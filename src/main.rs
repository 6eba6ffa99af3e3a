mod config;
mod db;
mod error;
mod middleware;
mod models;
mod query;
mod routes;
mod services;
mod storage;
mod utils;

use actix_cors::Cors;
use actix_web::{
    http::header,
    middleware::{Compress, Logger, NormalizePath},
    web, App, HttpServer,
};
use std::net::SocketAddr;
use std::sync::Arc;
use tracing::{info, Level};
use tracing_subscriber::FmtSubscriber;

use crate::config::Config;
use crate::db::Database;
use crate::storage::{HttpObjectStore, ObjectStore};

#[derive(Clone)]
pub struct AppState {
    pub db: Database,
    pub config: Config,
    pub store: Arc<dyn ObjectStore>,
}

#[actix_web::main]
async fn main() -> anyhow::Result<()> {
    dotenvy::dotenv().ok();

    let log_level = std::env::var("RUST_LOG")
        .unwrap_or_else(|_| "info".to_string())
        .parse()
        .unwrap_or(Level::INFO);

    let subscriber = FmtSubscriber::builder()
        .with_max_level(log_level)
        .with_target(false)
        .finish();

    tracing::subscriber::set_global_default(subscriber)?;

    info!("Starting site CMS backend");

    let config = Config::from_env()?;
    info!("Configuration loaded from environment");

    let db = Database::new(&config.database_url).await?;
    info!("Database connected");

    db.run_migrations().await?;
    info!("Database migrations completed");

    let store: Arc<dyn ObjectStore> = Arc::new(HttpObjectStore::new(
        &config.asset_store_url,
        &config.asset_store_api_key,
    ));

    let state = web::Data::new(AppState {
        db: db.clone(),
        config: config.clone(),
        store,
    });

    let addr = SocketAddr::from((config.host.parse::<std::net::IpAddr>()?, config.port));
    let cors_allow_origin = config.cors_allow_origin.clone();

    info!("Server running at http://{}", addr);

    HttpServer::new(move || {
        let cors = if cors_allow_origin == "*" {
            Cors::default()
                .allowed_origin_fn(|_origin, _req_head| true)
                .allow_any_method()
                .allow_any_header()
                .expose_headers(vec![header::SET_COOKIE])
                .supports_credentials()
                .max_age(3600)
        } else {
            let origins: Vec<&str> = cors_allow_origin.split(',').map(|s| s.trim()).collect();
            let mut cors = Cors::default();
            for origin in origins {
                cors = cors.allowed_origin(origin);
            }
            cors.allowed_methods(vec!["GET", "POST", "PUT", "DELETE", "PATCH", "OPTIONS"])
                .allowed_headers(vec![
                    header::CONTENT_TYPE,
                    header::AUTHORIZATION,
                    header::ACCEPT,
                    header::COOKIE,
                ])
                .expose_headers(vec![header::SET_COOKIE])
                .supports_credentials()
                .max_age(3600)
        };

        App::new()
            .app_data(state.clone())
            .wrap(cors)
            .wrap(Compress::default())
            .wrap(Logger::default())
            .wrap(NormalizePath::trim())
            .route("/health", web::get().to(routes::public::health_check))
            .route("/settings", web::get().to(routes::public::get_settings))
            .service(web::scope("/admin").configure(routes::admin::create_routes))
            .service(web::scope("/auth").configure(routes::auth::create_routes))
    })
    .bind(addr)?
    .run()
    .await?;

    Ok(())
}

________

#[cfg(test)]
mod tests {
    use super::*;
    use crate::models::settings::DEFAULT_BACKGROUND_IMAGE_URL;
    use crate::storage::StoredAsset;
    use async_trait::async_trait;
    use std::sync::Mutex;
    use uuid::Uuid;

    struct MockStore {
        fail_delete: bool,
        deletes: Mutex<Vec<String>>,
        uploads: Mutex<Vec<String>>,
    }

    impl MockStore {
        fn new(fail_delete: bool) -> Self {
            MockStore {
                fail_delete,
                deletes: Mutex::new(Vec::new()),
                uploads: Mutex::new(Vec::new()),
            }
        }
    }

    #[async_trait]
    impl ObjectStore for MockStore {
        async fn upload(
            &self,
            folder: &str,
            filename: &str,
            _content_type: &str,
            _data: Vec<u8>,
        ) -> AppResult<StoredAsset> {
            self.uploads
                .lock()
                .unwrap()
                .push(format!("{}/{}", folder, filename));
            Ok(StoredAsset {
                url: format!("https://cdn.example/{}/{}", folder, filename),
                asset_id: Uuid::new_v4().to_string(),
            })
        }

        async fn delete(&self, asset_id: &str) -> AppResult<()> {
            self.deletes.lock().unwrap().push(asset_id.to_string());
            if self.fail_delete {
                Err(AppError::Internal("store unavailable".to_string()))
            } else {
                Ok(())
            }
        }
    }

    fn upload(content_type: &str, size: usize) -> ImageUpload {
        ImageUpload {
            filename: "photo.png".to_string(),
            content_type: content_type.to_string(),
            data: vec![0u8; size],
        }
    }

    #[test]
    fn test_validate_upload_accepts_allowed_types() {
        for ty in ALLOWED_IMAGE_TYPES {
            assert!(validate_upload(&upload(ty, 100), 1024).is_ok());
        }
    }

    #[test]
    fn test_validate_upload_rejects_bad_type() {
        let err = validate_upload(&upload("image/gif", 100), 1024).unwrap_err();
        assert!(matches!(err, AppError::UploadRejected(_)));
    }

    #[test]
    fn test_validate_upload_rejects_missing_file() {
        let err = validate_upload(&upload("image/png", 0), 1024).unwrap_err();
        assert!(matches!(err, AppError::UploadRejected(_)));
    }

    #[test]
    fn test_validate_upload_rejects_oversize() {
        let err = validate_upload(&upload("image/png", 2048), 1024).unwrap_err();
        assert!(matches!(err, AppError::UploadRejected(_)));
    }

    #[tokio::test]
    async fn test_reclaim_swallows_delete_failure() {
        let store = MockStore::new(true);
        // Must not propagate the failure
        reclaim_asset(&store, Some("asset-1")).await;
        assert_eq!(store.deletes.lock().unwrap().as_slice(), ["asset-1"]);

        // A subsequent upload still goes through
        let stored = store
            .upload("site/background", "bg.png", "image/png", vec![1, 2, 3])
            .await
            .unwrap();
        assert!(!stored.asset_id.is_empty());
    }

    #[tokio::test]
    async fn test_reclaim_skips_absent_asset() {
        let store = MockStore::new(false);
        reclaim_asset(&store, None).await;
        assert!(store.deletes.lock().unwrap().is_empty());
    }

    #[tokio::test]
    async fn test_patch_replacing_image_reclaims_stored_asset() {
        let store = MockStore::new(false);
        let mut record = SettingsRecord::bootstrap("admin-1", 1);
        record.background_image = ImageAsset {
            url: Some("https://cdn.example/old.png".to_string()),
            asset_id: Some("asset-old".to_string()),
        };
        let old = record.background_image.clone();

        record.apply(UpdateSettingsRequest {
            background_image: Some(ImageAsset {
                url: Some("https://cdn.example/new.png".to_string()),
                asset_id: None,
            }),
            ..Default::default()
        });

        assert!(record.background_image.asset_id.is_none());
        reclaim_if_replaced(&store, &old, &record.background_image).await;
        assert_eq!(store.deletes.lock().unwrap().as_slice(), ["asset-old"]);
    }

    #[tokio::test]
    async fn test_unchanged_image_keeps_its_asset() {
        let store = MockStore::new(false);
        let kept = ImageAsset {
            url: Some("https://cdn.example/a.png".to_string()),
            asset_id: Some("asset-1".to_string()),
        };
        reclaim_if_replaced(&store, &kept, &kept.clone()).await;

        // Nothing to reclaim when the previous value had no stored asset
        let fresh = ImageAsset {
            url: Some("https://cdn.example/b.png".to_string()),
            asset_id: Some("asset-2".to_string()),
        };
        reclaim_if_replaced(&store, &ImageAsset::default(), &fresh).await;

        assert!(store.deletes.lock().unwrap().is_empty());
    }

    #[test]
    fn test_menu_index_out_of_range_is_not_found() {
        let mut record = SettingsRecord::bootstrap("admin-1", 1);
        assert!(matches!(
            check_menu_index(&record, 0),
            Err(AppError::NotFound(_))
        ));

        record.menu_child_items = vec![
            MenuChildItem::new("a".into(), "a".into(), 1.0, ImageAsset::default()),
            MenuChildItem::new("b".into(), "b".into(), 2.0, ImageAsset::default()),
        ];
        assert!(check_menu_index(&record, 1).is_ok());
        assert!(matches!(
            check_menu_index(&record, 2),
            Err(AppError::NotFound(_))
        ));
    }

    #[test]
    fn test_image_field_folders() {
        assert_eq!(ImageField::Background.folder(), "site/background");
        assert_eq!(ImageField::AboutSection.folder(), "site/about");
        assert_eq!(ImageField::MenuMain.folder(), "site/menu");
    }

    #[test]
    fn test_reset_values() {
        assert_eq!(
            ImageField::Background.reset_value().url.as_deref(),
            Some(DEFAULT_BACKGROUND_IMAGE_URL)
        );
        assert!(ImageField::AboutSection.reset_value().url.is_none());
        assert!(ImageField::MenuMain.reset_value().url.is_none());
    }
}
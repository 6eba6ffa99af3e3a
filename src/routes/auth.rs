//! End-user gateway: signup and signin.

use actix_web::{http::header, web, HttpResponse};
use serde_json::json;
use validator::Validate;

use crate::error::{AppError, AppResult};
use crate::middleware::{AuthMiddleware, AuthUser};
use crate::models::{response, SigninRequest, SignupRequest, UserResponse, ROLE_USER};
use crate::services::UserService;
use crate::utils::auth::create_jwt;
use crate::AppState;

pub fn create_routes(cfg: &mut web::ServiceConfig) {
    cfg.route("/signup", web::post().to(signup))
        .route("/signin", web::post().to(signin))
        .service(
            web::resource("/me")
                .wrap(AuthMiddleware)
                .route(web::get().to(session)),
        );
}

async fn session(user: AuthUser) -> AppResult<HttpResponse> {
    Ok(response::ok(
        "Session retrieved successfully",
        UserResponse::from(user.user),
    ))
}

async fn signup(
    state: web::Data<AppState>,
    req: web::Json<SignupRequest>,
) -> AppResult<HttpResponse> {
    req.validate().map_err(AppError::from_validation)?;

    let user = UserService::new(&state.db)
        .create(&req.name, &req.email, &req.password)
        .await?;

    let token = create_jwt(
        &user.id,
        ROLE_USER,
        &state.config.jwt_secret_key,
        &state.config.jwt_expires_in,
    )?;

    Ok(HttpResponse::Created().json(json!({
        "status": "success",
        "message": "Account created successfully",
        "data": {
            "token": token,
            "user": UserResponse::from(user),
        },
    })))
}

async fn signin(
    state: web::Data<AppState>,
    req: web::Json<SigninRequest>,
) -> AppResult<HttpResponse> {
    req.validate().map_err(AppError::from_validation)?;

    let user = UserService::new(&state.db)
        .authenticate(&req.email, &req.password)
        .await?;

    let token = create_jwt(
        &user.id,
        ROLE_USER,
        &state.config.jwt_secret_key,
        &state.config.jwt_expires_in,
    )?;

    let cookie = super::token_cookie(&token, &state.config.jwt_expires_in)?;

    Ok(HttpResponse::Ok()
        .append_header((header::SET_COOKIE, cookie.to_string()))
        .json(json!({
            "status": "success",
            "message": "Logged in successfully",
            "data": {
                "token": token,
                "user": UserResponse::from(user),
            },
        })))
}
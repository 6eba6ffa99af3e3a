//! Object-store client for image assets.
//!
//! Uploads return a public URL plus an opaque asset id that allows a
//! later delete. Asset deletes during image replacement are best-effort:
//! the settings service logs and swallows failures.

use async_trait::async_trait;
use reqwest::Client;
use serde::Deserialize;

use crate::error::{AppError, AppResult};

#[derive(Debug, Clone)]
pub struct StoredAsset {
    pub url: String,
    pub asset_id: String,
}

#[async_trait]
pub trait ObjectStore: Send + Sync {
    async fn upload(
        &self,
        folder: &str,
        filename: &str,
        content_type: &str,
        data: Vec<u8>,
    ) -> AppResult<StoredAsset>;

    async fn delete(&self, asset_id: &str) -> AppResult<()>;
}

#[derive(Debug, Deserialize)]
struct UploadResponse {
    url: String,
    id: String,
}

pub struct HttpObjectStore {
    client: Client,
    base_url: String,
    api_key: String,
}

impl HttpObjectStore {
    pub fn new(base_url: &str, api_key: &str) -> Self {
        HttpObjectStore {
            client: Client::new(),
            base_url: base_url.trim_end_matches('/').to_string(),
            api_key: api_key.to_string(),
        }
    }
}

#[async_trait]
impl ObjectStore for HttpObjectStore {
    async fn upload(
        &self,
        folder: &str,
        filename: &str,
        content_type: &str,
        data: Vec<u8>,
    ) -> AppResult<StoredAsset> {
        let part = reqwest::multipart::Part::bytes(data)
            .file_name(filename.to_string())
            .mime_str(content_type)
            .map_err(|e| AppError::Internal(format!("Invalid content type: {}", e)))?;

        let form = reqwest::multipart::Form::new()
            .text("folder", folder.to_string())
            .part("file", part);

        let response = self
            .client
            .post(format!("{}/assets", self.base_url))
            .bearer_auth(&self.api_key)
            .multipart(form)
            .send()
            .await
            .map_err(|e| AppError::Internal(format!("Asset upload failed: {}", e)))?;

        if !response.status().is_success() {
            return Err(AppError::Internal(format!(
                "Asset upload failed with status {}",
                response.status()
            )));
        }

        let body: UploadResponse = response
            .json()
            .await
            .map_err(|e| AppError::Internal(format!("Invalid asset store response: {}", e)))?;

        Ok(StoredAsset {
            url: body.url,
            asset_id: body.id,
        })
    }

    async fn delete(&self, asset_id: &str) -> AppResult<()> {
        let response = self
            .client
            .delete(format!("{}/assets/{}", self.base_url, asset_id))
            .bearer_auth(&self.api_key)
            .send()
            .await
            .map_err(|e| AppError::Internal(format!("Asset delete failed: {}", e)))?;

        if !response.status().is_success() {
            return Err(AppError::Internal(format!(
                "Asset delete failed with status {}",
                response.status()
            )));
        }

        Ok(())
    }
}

________

▸ WHAT IS REQUIRED
Check each line above for "HttpResponse" and state how many match, answering with only the number.

▸ SOLUTION TO THE PROBLEM
6